Correct, AR5 is referring to all *statistical* uncertainty that arises from the measurement process. This includes year to year statistical variability, which is in fact a much larger source of error potential in the satellite data due to changes in tropical convection that contaminates the IR in the relevant 50-60 GHz spectrum.

Orbital drift is the other big "uncertainty" referred to by AR5, but it is much easier to correct for than the shorter term phenomenon.

The AR5 is very clear that they are talking about the uncertainty of the long-term trend. It uses the words 'trend' specifically. They're not talking about regional or short-term stuff that you claim they are.

They talk about both, actually..I never said they don't mention multi-decadal uncertainty. I had to read this portion of AR5 as a condition of the completion my of AS105 course. I don't think you've read the entirety of AR5. Have you?

Do you want me to link the portion of AR5 that discusses interdecadal error potential? Because that's where the literature agrees the majority of the uncertainty lies.

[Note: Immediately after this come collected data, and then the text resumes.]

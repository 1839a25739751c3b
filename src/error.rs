use thiserror::Error;

/// Structural problems with a container. These abort the whole read or write.
#[derive(Error, Debug)]
pub enum FormatError {
    #[error("invalid file magic {0:?}, expected \"IRLB\"")]
    BadMagic([u8; 4]),
    #[error("unsupported container version {0}")]
    UnsupportedVersion(u16),
    #[error("expected {expected:?} chunk at offset {offset}, found {found:?}")]
    BadChunkMagic {
        expected: &'static str,
        found: [u8; 4],
        offset: u64,
    },
    #[error("truncated {0}")]
    Truncated(&'static str),
    #[error("invalid UTF-8 in {0}")]
    InvalidString(&'static str),
    #[error("{field} does not fit the container format ({value} > {max})")]
    FieldTooLarge {
        field: &'static str,
        value: u64,
        max: u64,
    },
    #[error("I/O error: {0}")]
    Io(#[from] std::io::Error),
}

/// Problems local to one record chunk. The record is skipped and reading continues.
#[derive(Error, Debug)]
pub enum RecordError {
    #[error("expected \"IR--\" at offset {offset} for {name:?}, found {found:?}")]
    BadMagic {
        name: String,
        offset: u64,
        found: [u8; 4],
    },
    #[error("incomplete IR chunk for {name:?} (META: {has_meta}, AUDI: {has_audio})")]
    Incomplete {
        name: String,
        has_meta: bool,
        has_audio: bool,
    },
    #[error("truncated IR chunk for {name:?} at offset {offset}")]
    Truncated { name: String, offset: u64 },
    #[error("invalid UTF-8 in META of {name:?}")]
    InvalidString { name: String },
    #[error("AUDI payload of {name:?} does not fit {channels} channel(s): {bytes} bytes")]
    AudioLayout {
        name: String,
        channels: u32,
        bytes: usize,
    },
}

impl RecordError {
    /// Name of the index entry the error belongs to.
    pub fn name(&self) -> &str {
        match self {
            RecordError::BadMagic { name, .. }
            | RecordError::Incomplete { name, .. }
            | RecordError::Truncated { name, .. }
            | RecordError::InvalidString { name }
            | RecordError::AudioLayout { name, .. } => name,
        }
    }
}

#[derive(Error, Debug, Clone, PartialEq)]
pub enum ResampleError {
    #[error("invalid sample rate {0} (must be finite and within 1 Hz to 768 kHz)")]
    InvalidRate(f64),
}

/// An allow-listed name that the source library does not contain.
#[derive(Error, Debug, Clone, PartialEq, Eq)]
pub enum SelectionWarning {
    #[error("IR {0:?} not found in source library")]
    Missing(String),
}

Again, here are the quotes:

"For large scale trends... uncertainties were concluded to be on the order of .1C/decade."

Yes, Mears et al 2011. I've read that paper..have you?

It's probably worth noting that it uses the very radiosonde data that AR4 struggled utilize due to inconsistencies, was rebutted more than once, and also found the highest degree of error potential of any study in over 8 years.

Whereas a comparison between GISS and NOAA published in 2005 would still be valid today because the data has not changed.

This is false. GISS just changed it's entire ocean surface interface.

"Despite unanimous agreement on the sign of the trends, substantial disagreement exists among available estimates as to the rate of temperature changes."

Yes? They're referring to the differences between the MSU/AMSU sounding units.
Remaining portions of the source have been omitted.